• **Provided data**:
//! Motion Definitions.
//!
//! Every motion moves the caret. Run on its own it collapses the selection;
//! run as an operator's subcommand the view is extending, so the selection
//! grows from the original caret and the motion's [`MotionKind`] decides how
//! the operator sees it.

use std::sync::{Arc, Mutex, PoisonError};

use super::{char_arg, count_arg, text_arg, with_count};
use crate::core::definition::{Argument, Definition, DefinitionTable, MotionKind, Needs};
use crate::core::error::{ActionError, ActionResult};
use crate::core::view::View;

/// Direction and landing rule of an in-line character search
#[derive(Debug, Clone, Copy, PartialEq, Eq)]
pub enum FindKind {
    /// `f`
    Forward,
    /// `F`
    Backward,
    /// `t`
    TillForward,
    /// `T`
    TillBackward,
}

impl FindKind {
    fn reversed(self) -> Self {
        match self {
            FindKind::Forward => FindKind::Backward,
            FindKind::Backward => FindKind::Forward,
            FindKind::TillForward => FindKind::TillBackward,
            FindKind::TillBackward => FindKind::TillForward,
        }
    }
}

type LastFind = Arc<Mutex<Option<(char, FindKind)>>>;
type LastSearch = Arc<Mutex<Option<(String, bool)>>>;

/// Move to `target` on the caret's line.
///
/// For `t`/`T` an adjacent match is skipped so repeats advance.
pub fn find_in_line(view: &mut dyn View, target: char, kind: FindKind) -> ActionResult {
    let caret = view.caret();
    let line = view.line_of(caret);
    let (start, end) = (view.line_start(line), view.line_end(line));
    let is_target = |p: &usize| view.char_at(*p) == Some(target);

    let found = match kind {
        FindKind::Forward => (caret + 1..end).find(is_target),
        FindKind::Backward => (start..caret).rev().find(is_target),
        FindKind::TillForward => {
            let from = if view.char_at(caret + 1) == Some(target) {
                caret + 2
            } else {
                caret + 1
            };
            (from..end).find(is_target).map(|p| p - 1)
        }
        FindKind::TillBackward => {
            let upto = if caret > start && view.char_at(caret - 1) == Some(target) {
                caret - 1
            } else {
                caret
            };
            (start..upto).rev().find(is_target).map(|p| p + 1)
        }
    };

    match found {
        Some(pos) => {
            view.goto(pos);
            Ok(None)
        }
        None => Err(ActionError::NotFound(target.to_string())),
    }
}

fn search(view: &mut dyn View, pattern: &str, forward: bool) -> ActionResult {
    let caret = view.caret();
    let from = if forward {
        (caret + 1).min(view.len_chars())
    } else {
        caret
    };
    match view.find(pattern, from, forward)? {
        Some((start, _)) => {
            view.goto(start);
            Ok(None)
        }
        None => Err(ActionError::NotFound(pattern.to_string())),
    }
}

fn simple(description: &str, step: fn(&mut dyn View) -> bool) -> Definition {
    Definition::new(description).action(move |view, _| {
        step(view);
        Ok(None)
    })
}

fn finder(description: &str, kind: FindKind, last: &LastFind) -> Definition {
    let last = last.clone();
    let motion = match kind {
        FindKind::Forward | FindKind::TillForward => MotionKind::Inclusive,
        FindKind::Backward | FindKind::TillBackward => MotionKind::Exclusive,
    };
    Definition::new(description)
        .needs(Needs::Char)
        .motion(motion)
        .action(move |view, arg| {
            let target = char_arg(arg)?;
            *last.lock().unwrap_or_else(PoisonError::into_inner) = Some((target, kind));
            find_in_line(view, target, kind)
        })
}

fn repeat_find(description: &str, reverse: bool, last: &LastFind) -> Definition {
    let last = last.clone();
    Definition::new(description)
        .motion(MotionKind::Inclusive)
        .action(move |view, _| {
            let previous = *last.lock().unwrap_or_else(PoisonError::into_inner);
            match previous {
                Some((target, kind)) => {
                    let kind = if reverse { kind.reversed() } else { kind };
                    find_in_line(view, target, kind)
                }
                None => Err(ActionError::Failed("No previous character search".into())),
            }
        })
}

fn searcher(description: &str, label: &str, forward: bool, last: &LastSearch) -> Definition {
    let last = last.clone();
    Definition::new(description)
        .needs(Needs::Prompt(label.to_string()))
        .action(move |view, arg| {
            let pattern = text_arg(arg);
            if pattern.is_empty() {
                return Ok(None);
            }
            *last.lock().unwrap_or_else(PoisonError::into_inner) =
                Some((pattern.to_string(), forward));
            search(view, pattern, forward)
        })
}

fn repeat_search(description: &str, reverse: bool, last: &LastSearch) -> Definition {
    let last = last.clone();
    Definition::new(description).action(move |view, _| {
        let previous = last.lock().unwrap_or_else(PoisonError::into_inner).clone();
        match previous {
            Some((pattern, forward)) => search(view, &pattern, forward != reverse),
            None => Err(ActionError::Failed("No previous regular expression".into())),
        }
    })
}

fn jump_to_mark(view: &mut dyn View, arg: &Argument, linewise: bool) -> ActionResult {
    let name = char_arg(arg)?;
    let pos = view
        .mark(name)
        .ok_or_else(|| ActionError::NotFound(format!("mark {}", name)))?;
    if linewise {
        let line = view.line_of(pos.min(view.len_chars()));
        let target = view.first_non_blank(line);
        view.goto(target);
    } else {
        view.goto(pos);
    }
    Ok(None)
}

/// Line `n` lines below `line`, where `n` is the count minus one
fn lines_below(view: &dyn View, line: usize, arg: &Argument) -> usize {
    let n = count_arg(arg).unwrap_or(1).max(1);
    line.saturating_add(n - 1)
        .min(view.line_count().saturating_sub(1))
}

pub fn register(motions: &mut DefinitionTable) {
    let last_find: LastFind = Arc::new(Mutex::new(None));
    let last_search: LastSearch = Arc::new(Mutex::new(None));

    // Character and line steps
    motions.insert("h", simple("character left", |v| v.char_left()));
    motions.insert("l", simple("character right", |v| v.char_right()));
    motions.insert(
        "j",
        simple("line down", |v| v.line_down()).motion(MotionKind::Linewise),
    );
    motions.insert(
        "k",
        simple("line up", |v| v.line_up()).motion(MotionKind::Linewise),
    );
    motions.insert(
        "+",
        simple("first non-blank of next line", |v| {
            let line = v.current_line();
            if line + 1 >= v.line_count() {
                return false;
            }
            let pos = v.first_non_blank(line + 1);
            v.goto(pos);
            true
        })
        .motion(MotionKind::Linewise),
    );
    motions.insert(
        "-",
        simple("first non-blank of previous line", |v| {
            let line = v.current_line();
            if line == 0 {
                return false;
            }
            let pos = v.first_non_blank(line - 1);
            v.goto(pos);
            true
        })
        .motion(MotionKind::Linewise),
    );

    // Words, sentences, paragraphs
    motions.insert("w", simple("word forward", |v| v.word_right()));
    motions.insert("b", simple("word backward", |v| v.word_left()));
    motions.insert(
        "e",
        simple("end of word", |v| v.word_end()).motion(MotionKind::Inclusive),
    );
    motions.insert("}", simple("paragraph forward", |v| v.paragraph_down()));
    motions.insert("{", simple("paragraph backward", |v| v.paragraph_up()));
    motions.insert(")", simple("sentence forward", |v| v.sentence_forward()));
    motions.insert("(", simple("sentence backward", |v| v.sentence_backward()));

    // Within the line
    motions.insert(
        "0",
        simple("start of line", |v| {
            let pos = v.line_start(v.current_line());
            v.goto(pos);
            true
        })
        .once(),
    );
    motions.insert(
        "^",
        simple("first non-blank", |v| {
            let pos = v.first_non_blank(v.current_line());
            v.goto(pos);
            true
        })
        .once(),
    );
    motions.insert(
        "$",
        with_count(Definition::new("end of line"))
            .motion(MotionKind::Inclusive)
            .action(|view, arg| {
                let line = lines_below(view, view.current_line(), arg);
                let pos = view.last_char_of_line(line);
                view.goto(pos);
                Ok(None)
            }),
    );
    motions.insert(
        "%",
        Definition::new("matching bracket")
            .once()
            .motion(MotionKind::Inclusive)
            .action(|view, _| {
                let pos = view
                    .match_brace(view.caret())
                    .ok_or_else(|| ActionError::NotFound("matching bracket".into()))?;
                view.goto(pos);
                Ok(None)
            }),
    );

    // Whole-line targets
    motions.insert(
        "_",
        with_count(Definition::new("current line"))
            .motion(MotionKind::Linewise)
            .action(|view, arg| {
                let line = lines_below(view, view.current_line(), arg);
                view.goto_line(line);
                Ok(None)
            }),
    );
    motions.insert(
        "G",
        with_count(Definition::new("go to line (default last)"))
            .motion(MotionKind::Linewise)
            .action(|view, arg| {
                let line = match count_arg(arg) {
                    Some(n) => n.saturating_sub(1),
                    None => view.line_count().saturating_sub(1),
                };
                view.goto_line(line);
                Ok(None)
            }),
    );

    let mut g_prefixed = DefinitionTable::new();
    g_prefixed.insert(
        "g",
        with_count(Definition::new("go to line (default first)"))
            .motion(MotionKind::Linewise)
            .action(|view, arg| {
                let line = count_arg(arg).unwrap_or(1).saturating_sub(1);
                view.goto_line(line);
                Ok(None)
            }),
    );
    motions.insert(
        "g",
        Definition::new("g prefix")
            .needs(Needs::Char)
            .nested(g_prefixed),
    );

    // Screen-relative
    motions.insert(
        "H",
        with_count(Definition::new("top of screen"))
            .motion(MotionKind::Linewise)
            .action(|view, arg| {
                let (top, bottom) = view.visible_lines();
                let line = lines_below(view, top, arg).min(bottom);
                view.goto_line(line);
                Ok(None)
            }),
    );
    motions.insert(
        "M",
        Definition::new("middle of screen")
            .once()
            .motion(MotionKind::Linewise)
            .action(|view, _| {
                let (top, bottom) = view.visible_lines();
                view.goto_line(top + (bottom - top) / 2);
                Ok(None)
            }),
    );
    motions.insert(
        "L",
        with_count(Definition::new("bottom of screen"))
            .motion(MotionKind::Linewise)
            .action(|view, arg| {
                let (top, bottom) = view.visible_lines();
                let n = count_arg(arg).unwrap_or(1).max(1);
                let line = bottom.saturating_sub(n - 1).max(top);
                view.goto_line(line);
                Ok(None)
            }),
    );

    // Character search
    motions.insert("f", finder("find character", FindKind::Forward, &last_find));
    motions.insert("F", finder("find character backward", FindKind::Backward, &last_find));
    motions.insert("t", finder("till character", FindKind::TillForward, &last_find));
    motions.insert("T", finder("till character backward", FindKind::TillBackward, &last_find));
    motions.insert(";", repeat_find("repeat character search", false, &last_find));
    motions.insert(",", repeat_find("reverse character search", true, &last_find));

    // Pattern search
    motions.insert("/", searcher("search forward", "/", true, &last_search));
    motions.insert("?", searcher("search backward", "?", false, &last_search));
    motions.insert("n", repeat_search("next match", false, &last_search));
    motions.insert("N", repeat_search("previous match", true, &last_search));

    // Marks
    motions.insert(
        "`",
        Definition::new("jump to mark")
            .needs(Needs::Char)
            .once()
            .action(|view, arg| jump_to_mark(view, arg, false)),
    );
    motions.insert(
        "'",
        Definition::new("jump to mark line")
            .needs(Needs::Char)
            .once()
            .motion(MotionKind::Linewise)
            .action(|view, arg| jump_to_mark(view, arg, true)),
    );
}

#[cfg(test)]
mod tests {
    use super::*;
    use crate::core::rope_view::RopeView;

    #[test]
    fn test_find_in_line() {
        let mut view = RopeView::from_string("a,b,c\nx,y");
        find_in_line(&mut view, ',', FindKind::Forward).unwrap();
        assert_eq!(view.caret(), 1);
        find_in_line(&mut view, ',', FindKind::Forward).unwrap();
        assert_eq!(view.caret(), 3);
        assert!(find_in_line(&mut view, ',', FindKind::Forward).is_err());
        assert_eq!(view.caret(), 3);
        find_in_line(&mut view, 'a', FindKind::TillBackward).unwrap();
        assert_eq!(view.caret(), 1);
    }

    #[test]
    fn test_till_repeats_advance() {
        let mut view = RopeView::from_string("ab.c.d");
        find_in_line(&mut view, '.', FindKind::TillForward).unwrap();
        assert_eq!(view.caret(), 1);
        find_in_line(&mut view, '.', FindKind::TillForward).unwrap();
        assert_eq!(view.caret(), 3);
    }

    #[test]
    fn test_table_has_core_motions() {
        let mut motions = DefinitionTable::new();
        register(&mut motions);
        for key in ["h", "j", "k", "l", "w", "b", "e", "0", "$", "G", "g", "_", "f", "/"] {
            assert!(motions.contains(key), "missing {key}");
        }
        assert_eq!(motions.get("j").unwrap().motion, MotionKind::Linewise);
        assert_eq!(motions.get("e").unwrap().motion, MotionKind::Inclusive);
    }
}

• **Task brief**: Look through the records and gather every line containing "previous".

• **Answer to this task**:
            let previous = *last.lock().unwrap_or_else(PoisonError::into_inner);
            match previous {
                None => Err(ActionError::Failed("No previous character search".into())),
        let previous = last.lock().unwrap_or_else(PoisonError::into_inner).clone();
        match previous {
            None => Err(ActionError::Failed("No previous regular expression".into())),
        simple("first non-blank of previous line", |v| {
    motions.insert("N", repeat_search("previous match", true, &last_search));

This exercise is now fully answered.